Additional testing of Mercury with 2GB and 512MB RAM

We encourage users to post events happening in the community to the community events group on https://www.drupal.org.
Greg Coit's picture

My name is Greg Coit, sysadmin for Chapter 3 and I've been helping with Mercury development and testing.

We wanted a get a quick idea of how hard we could push mercury under more "real world" circumstances, so I combined siege and ab to generate a broad spectrum of hits. ab (short for apache benchmark and part of the apache2-utils package) allows you to generate a very large number of hits on one url, while siege (a perl script which comes in a self-titled debian/ubuntu package) lets you spread the hits across many urls, most of which won't be cached.
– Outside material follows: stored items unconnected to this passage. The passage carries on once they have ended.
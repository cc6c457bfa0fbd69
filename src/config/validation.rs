//! Configuration validation.
//!
//! # Responsibilities
//! - Semantic validation (serde handles syntactic)
//! - Dev server URL must be a plain `http` URL with a host
//! - Value ranges (timeouts > 0, non-empty paths)
//!
//! # Design Decisions
//! - Returns all validation errors, not just first
//! - Validation is pure function: BridgeConfig → Result<(), Vec<ValidationError>>

use thiserror::Error;
use url::Url;

use crate::config::schema::BridgeConfig;

#[derive(Debug, Clone, PartialEq, Eq, Error)]
pub enum ValidationError {
    #[error("dev_server.url `{0}` is not a valid http URL")]
    InvalidDevServerUrl(String),

    #[error("dev_server.command must not be empty when spawn is enabled")]
    EmptyCommand,

    #[error("dev_server.startup_timeout_secs must be greater than zero")]
    ZeroStartupTimeout,

    #[error("dev_server.poll_interval_ms must be greater than zero")]
    ZeroPollInterval,

    #[error("static_files.root must not be empty")]
    EmptyStaticRoot,

    #[error("static_files.index must not be empty")]
    EmptyIndex,

    #[error("timeouts.request_secs must be greater than zero")]
    ZeroRequestTimeout,
}

pub fn validate_config(config: &BridgeConfig) -> Result<(), Vec<ValidationError>> {
    let mut errors = Vec::new();
    let dev = &config.dev_server;

    if !is_http_url(&dev.url) {
        errors.push(ValidationError::InvalidDevServerUrl(dev.url.clone()));
    }
    if dev.spawn && dev.command.trim().is_empty() {
        errors.push(ValidationError::EmptyCommand);
    }
    if dev.startup_timeout_secs == 0 {
        errors.push(ValidationError::ZeroStartupTimeout);
    }
    if dev.poll_interval_ms == 0 {
        errors.push(ValidationError::ZeroPollInterval);
    }
    if config.static_files.root.as_os_str().is_empty() {
        errors.push(ValidationError::EmptyStaticRoot);
    }
    if config.static_files.index.trim().is_empty() {
        errors.push(ValidationError::EmptyIndex);
    }
    if config.timeouts.request_secs == 0 {
        errors.push(ValidationError::ZeroRequestTimeout);
    }

    if errors.is_empty() {
        Ok(())
    } else {
        Err(errors)
    }
}

fn is_http_url(raw: &str) -> bool {
    match Url::parse(raw) {
        Ok(url) => url.scheme() == "http" && url.host_str().is_some(),
        Err(_) => false,
    }
}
This mixed-load is a much more nuanced and accurate way of looking at performance than peak throughput on a single url.

For this test we used 2 types of target servers:

1) An Amazon Web Services (AWS) small 32-bit instance running Mercury Alpha 0.6. These come with 2GB ram.

2) To test a tighter resource environment, we also used a Slicehost.com VPS with 512MB ram. This Ubuntu 9.04 32-bit server was setup exactly like Mercury Alpha 0.6.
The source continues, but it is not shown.